[[ STORED DATA open ]]
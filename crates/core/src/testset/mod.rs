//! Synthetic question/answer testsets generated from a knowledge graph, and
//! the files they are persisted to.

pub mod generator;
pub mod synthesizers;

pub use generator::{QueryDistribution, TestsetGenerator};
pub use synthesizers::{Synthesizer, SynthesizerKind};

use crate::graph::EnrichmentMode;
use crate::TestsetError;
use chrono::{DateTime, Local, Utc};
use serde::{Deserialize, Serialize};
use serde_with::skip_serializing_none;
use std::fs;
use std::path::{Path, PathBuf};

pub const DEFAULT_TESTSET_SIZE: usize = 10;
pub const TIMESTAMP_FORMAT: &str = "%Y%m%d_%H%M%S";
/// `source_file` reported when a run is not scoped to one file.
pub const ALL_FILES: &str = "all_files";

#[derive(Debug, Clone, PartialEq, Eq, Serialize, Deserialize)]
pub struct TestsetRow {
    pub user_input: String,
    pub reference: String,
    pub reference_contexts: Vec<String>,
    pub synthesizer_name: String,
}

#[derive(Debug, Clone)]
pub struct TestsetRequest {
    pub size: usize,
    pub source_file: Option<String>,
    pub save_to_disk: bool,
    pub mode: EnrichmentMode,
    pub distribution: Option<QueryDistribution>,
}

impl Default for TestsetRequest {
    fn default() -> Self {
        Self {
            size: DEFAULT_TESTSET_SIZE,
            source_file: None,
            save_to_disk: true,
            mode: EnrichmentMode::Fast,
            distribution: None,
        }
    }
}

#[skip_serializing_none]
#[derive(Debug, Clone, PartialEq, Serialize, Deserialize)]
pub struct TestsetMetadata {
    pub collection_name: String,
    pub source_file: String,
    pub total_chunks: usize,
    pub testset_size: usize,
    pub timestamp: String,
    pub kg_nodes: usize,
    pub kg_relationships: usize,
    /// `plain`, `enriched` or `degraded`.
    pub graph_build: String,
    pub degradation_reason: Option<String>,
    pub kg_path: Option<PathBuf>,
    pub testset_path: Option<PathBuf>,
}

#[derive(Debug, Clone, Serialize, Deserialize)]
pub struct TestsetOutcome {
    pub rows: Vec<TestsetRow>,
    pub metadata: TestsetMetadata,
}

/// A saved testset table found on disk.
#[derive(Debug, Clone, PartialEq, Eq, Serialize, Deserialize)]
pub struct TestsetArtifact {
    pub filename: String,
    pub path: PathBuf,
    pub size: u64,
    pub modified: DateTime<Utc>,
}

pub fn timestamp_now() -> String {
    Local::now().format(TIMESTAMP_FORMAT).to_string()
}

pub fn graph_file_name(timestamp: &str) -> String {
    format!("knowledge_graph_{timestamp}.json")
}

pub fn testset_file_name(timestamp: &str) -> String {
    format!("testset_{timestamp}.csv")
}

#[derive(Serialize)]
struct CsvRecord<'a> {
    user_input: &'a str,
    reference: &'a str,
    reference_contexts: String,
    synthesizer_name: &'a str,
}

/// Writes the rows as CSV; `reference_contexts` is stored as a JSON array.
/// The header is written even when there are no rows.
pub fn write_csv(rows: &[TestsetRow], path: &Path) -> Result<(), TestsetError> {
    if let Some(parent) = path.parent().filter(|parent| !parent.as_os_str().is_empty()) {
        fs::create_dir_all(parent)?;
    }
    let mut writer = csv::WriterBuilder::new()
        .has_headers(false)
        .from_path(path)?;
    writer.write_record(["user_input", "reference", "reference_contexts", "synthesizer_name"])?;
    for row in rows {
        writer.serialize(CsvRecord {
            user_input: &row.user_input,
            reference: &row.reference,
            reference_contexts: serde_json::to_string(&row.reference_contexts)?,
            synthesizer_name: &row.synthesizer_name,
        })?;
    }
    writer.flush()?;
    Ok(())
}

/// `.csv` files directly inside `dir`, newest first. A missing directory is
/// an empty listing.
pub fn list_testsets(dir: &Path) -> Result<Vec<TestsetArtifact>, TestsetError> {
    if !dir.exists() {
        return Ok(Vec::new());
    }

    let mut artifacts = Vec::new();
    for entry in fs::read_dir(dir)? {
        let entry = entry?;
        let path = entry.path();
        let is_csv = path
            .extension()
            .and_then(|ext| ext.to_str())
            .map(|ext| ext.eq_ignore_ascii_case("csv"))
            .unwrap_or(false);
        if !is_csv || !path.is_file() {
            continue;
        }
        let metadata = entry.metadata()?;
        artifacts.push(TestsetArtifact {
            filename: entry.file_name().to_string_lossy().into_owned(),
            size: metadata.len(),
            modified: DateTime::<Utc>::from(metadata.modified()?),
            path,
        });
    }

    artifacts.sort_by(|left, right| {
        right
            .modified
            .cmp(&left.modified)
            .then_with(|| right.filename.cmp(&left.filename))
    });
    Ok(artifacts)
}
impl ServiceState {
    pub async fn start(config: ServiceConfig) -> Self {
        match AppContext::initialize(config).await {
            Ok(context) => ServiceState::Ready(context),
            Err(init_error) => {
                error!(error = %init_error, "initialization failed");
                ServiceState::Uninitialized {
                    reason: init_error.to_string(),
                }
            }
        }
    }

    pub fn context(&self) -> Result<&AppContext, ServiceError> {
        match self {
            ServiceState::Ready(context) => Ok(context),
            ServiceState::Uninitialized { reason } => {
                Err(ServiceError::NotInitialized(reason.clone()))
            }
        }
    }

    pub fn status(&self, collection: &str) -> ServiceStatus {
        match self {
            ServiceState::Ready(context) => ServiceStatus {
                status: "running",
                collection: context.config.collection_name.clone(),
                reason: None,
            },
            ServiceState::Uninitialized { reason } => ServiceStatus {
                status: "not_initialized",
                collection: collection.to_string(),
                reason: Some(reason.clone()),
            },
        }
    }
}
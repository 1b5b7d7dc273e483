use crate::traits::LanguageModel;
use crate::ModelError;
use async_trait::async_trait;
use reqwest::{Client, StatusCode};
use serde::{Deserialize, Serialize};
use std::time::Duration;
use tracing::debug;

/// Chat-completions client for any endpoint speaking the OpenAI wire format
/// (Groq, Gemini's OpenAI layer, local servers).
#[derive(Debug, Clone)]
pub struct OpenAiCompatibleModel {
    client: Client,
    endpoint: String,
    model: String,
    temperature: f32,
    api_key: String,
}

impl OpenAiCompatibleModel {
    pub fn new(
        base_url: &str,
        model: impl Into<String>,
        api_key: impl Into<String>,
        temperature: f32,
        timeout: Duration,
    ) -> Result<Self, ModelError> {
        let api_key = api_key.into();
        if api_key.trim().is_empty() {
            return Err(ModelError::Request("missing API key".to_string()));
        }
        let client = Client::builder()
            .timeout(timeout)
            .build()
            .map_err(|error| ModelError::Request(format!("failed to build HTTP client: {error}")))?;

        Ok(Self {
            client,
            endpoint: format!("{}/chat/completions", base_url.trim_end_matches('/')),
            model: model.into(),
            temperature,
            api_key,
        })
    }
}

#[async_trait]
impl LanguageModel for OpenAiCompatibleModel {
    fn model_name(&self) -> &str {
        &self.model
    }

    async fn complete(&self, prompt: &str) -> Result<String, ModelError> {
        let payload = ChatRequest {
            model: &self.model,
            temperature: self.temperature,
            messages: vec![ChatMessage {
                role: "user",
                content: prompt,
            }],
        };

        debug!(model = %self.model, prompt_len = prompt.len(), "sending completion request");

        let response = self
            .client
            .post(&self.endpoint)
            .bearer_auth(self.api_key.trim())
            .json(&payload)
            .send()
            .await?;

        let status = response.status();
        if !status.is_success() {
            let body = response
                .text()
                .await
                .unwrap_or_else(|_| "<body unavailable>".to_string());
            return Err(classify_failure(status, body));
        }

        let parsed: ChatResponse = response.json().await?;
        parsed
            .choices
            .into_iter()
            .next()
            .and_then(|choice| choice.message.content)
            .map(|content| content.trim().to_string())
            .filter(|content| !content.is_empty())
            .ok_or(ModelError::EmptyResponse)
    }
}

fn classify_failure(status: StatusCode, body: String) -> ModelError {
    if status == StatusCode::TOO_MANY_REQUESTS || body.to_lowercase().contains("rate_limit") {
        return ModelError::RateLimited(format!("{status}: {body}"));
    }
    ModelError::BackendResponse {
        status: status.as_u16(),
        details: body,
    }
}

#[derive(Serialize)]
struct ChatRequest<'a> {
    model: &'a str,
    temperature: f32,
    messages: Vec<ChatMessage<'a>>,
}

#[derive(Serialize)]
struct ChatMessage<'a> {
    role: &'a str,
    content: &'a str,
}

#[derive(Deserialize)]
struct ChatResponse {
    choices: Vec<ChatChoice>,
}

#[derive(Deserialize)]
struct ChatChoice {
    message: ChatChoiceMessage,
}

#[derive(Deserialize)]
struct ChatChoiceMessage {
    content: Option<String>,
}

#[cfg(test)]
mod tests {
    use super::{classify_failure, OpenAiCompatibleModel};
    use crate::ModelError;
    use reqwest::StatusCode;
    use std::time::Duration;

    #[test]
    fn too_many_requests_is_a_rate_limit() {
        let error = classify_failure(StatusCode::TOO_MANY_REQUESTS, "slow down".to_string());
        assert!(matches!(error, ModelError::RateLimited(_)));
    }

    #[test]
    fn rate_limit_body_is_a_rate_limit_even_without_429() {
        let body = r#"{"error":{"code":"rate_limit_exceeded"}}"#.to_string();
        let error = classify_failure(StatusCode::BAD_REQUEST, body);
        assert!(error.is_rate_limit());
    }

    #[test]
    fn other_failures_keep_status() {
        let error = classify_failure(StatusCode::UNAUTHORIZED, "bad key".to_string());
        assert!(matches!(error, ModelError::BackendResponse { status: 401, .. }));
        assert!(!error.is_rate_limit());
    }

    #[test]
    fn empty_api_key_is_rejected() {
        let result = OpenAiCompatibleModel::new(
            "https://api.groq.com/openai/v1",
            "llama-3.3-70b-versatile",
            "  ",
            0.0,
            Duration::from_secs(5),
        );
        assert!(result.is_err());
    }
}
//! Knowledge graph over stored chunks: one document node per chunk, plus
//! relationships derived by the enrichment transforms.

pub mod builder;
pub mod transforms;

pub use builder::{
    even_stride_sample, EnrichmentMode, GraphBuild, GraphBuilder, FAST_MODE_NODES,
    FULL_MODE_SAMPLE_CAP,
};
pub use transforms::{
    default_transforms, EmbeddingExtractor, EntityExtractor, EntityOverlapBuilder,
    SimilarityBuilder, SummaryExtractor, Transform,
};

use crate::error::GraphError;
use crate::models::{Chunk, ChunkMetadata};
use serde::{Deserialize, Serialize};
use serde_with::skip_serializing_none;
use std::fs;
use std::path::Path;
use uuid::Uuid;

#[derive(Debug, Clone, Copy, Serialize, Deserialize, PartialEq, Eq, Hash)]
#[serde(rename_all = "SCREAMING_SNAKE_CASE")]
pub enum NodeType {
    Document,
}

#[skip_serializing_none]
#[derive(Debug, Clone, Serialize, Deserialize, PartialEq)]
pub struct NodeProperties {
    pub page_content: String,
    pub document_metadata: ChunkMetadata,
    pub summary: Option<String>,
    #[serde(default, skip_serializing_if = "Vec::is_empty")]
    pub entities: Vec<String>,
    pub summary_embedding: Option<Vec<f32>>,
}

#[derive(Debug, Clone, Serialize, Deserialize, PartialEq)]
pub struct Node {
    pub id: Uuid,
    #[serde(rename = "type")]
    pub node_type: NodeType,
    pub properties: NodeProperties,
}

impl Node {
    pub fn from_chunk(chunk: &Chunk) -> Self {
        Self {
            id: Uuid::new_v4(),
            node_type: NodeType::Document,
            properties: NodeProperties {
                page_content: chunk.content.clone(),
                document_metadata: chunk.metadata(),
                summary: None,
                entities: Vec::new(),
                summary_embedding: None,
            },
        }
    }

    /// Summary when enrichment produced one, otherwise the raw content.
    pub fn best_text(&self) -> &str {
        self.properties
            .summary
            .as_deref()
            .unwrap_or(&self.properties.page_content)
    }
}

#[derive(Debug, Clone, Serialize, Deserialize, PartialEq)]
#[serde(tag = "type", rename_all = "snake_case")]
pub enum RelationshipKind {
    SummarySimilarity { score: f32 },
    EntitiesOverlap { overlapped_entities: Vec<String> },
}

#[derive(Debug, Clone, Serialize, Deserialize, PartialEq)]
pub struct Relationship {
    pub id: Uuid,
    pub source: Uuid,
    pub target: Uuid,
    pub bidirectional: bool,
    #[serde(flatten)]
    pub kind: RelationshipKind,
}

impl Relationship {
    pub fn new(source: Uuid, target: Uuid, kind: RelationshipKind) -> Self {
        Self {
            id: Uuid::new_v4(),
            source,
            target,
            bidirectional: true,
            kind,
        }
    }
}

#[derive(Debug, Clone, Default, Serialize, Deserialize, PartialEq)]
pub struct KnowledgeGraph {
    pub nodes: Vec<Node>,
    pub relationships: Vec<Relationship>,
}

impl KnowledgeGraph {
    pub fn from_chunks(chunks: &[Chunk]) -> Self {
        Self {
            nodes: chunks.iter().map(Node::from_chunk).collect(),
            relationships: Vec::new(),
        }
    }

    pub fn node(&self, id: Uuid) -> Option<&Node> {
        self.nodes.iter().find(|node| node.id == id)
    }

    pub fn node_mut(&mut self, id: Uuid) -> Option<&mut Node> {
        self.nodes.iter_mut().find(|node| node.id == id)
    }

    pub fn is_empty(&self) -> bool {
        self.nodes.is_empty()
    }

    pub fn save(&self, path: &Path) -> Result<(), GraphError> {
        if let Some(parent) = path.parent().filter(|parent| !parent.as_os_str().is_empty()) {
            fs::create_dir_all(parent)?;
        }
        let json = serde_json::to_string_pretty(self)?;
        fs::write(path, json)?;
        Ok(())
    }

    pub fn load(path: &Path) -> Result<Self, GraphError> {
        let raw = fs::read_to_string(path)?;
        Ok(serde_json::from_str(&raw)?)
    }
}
[[ STORED DATA closed ]]
INSTRUCTIONS TO FOLLOW:
Every line of the records that includes the word "LanguageModel" should be gathered.

OUTPUT BELOW:
use crate::traits::LanguageModel;
impl LanguageModel for OpenAiCompatibleModel {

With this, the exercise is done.